A single number is expected: the count of lines below where the word "RodioAudio" occurs.

START RECORDS TO USE

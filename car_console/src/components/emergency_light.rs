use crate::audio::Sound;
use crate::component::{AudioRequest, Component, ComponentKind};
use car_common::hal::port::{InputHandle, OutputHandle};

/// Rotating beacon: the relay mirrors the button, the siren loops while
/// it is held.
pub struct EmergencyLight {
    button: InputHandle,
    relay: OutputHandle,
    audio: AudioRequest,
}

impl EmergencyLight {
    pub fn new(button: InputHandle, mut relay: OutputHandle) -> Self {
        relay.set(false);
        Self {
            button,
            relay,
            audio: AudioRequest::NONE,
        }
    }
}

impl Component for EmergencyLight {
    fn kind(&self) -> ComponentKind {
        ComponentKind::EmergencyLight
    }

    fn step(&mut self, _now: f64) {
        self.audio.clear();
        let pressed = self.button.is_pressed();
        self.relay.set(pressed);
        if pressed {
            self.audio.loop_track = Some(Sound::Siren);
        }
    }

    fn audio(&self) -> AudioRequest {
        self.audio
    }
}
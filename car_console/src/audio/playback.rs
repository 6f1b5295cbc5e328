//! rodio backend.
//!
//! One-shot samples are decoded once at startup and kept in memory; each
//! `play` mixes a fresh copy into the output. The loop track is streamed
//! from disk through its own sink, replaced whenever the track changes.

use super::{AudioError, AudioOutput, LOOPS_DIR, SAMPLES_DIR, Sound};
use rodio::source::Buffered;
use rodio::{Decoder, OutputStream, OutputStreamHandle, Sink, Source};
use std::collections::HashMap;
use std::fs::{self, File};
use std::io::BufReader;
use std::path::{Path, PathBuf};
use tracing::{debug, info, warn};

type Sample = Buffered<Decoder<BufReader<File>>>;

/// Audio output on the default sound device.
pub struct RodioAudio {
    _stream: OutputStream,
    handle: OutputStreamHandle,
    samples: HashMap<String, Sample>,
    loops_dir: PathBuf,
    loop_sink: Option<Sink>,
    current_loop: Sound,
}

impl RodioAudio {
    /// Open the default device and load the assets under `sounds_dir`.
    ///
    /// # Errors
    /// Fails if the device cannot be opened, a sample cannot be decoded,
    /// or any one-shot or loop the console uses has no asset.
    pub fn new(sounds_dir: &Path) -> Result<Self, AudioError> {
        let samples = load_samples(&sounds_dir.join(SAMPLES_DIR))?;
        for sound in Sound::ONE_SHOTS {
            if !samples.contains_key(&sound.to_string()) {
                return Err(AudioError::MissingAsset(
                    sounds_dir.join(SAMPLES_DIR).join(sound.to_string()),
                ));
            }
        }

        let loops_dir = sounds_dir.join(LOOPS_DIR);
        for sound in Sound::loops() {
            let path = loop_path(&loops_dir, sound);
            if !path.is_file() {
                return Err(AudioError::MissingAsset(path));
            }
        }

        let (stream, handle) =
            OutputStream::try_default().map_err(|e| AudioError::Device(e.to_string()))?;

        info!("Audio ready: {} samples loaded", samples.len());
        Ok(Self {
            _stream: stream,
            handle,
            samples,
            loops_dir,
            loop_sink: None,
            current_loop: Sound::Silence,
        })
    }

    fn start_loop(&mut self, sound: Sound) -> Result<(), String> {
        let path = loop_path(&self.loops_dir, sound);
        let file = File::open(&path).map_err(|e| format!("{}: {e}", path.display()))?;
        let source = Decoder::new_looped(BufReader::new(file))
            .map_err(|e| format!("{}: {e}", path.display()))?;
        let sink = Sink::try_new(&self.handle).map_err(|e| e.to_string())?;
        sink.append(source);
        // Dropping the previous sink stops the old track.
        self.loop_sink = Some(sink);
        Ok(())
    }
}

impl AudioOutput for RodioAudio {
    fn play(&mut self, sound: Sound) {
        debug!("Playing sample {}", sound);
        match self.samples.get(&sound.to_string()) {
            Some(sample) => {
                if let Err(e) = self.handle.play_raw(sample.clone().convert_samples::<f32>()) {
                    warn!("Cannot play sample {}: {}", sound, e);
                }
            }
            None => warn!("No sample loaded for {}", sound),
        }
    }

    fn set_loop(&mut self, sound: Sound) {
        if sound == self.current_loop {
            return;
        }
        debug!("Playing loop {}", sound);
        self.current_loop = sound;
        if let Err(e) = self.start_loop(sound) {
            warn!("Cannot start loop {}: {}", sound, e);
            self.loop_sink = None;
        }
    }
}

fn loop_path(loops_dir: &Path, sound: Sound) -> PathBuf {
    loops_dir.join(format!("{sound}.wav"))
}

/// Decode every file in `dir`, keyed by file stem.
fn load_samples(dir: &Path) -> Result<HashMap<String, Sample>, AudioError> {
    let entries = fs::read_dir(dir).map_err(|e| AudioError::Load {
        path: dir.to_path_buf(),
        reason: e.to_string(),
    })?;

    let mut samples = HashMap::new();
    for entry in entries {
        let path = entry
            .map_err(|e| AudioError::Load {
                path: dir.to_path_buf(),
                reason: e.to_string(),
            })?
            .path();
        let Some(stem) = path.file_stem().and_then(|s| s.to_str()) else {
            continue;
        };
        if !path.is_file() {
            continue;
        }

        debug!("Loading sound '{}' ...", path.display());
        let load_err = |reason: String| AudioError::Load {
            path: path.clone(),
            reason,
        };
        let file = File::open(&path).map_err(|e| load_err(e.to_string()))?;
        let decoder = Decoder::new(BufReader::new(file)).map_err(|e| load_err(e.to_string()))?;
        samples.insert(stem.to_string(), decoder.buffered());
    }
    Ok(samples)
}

END RECORDS TO USE

## RESULT OF THIS TASK
3